According to the Government, at the same meeting a member of the Judicial Council, Mr E.R., asked the applicant about the articles which had appeared in the media two days prior to the meeting, those articles having mentioned allegedly illegal actions of the applicant while being a Minister and allegedly concealing the crimes that may have been committed (at the time of the adoption of the decree of the President of the Republic on application to the Judicial Council, there were no such articles yet, the circumstances mentioned in them were not known to the President of the Republic). The applicant, among other things, replied as follows:

“If I had compromised with my conscience, I would probably have been in the Seimas now; only because I was as I am I got the thirtieth place on the list, and it happened as it happened“

„Jei būčiau daręs kompromisus su savo sąžine, tikriausiai dabar būčiau Seime, nes dėl to, kad buvau toks, gavau trisdešimtą vietą sąraše ir taip atsitiko, kaip atsitiko”.

  1. As noted by the Government in their observations, on 11 November 2022 the Judicial Council (fifteen votes for, and one vote against) decided to advise the President of the Republic to appoint the applicant to the post of judge of the Vilnius City District Court.

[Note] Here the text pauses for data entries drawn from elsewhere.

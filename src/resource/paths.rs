use anyhow::{bail, Result};
use unicode_normalization::UnicodeNormalization;

/// Normalize a UTF-8 string to NFC.
pub fn normalize_nfc(input: &str) -> String {
    input.nfc().collect::<String>()
}

/// Validate a storage-relative file identifier:
/// - must start with '/' and must not end with '/' (that would be a folder)
/// - NUL ("\u{0000}") not allowed
/// - no empty segments ('//') and no '.' or '..' segments
pub fn validate_identifier(identifier: &str) -> Result<()> {
    if identifier.is_empty() {
        bail!("identifier cannot be empty");
    }
    if identifier.chars().any(|c| c == '\u{0000}') {
        bail!("identifier cannot contain NUL characters");
    }
    if !identifier.starts_with('/') {
        bail!("identifier must start with '/'");
    }
    if identifier.len() == 1 || identifier.ends_with('/') {
        bail!("identifier must name a file, not a folder");
    }
    for seg in identifier[1..].split('/') {
        if seg.is_empty() {
            bail!("empty segment in identifier");
        }
        if seg == "." || seg == ".." {
            bail!("segments '.' and '..' are not allowed");
        }
    }
    Ok(())
}

/// Last segment of an identifier, used as the display name when none is given.
pub fn name_from_identifier(identifier: &str) -> String {
    identifier
        .rsplit('/')
        .next()
        .unwrap_or_default()
        .to_string()
}

/// Lowercased extension of a file name; empty when there is none.
/// A leading dot alone (".htaccess") does not start an extension.
pub fn extension_of(name: &str) -> String {
    match name.rfind('.') {
        Some(0) | None => String::new(),
        Some(i) => name[i + 1..].to_lowercase(),
    }
}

The Government also stated that the President of the Republic had decided not to appoint the applicant to the post of judge of the Vilnius City District Court.

  1. The applicant’s request for follow-up to the President of the Republic (and the Chancellery of the President of the Republic)

  2. On 17 March 2023 the applicant asked the President of the Republic (and the Chancellery) to “state the reasons” that a decision to appoint him as a judge of the Vilnius City District Court had not been taken. The applicant noted that in November 2022 the State Security Department’s report that he had a right to work with classified information had been obtained and that in November 2022 the Judicial Council had consented to his being appointed judge of the Vilnius City District Court (see paragraph 42 above).

  3. On 12 April 2023 the Chancellery responded, noting that, under Article 84 § 1 (11) and Article 112 (4) of the Constitution, the President of the Republic had the power to appoint district court judges when executing State power (įgyvendindamas valstybės valdžią). Under Article 112 (5) of the Constitution, a special institution (the Judicial Council) was to advise the President regarding the appointment of judges. That notwithstanding, if the President asked the Judicial Council for advice regarding the appointment of a judge and that institution advised the President that that specific person could be appointed, such advice did not bind the President; that meant that the President (among others, should certain circumstances relevant for the appointment come to light) could decide not to appoint such person as a judge.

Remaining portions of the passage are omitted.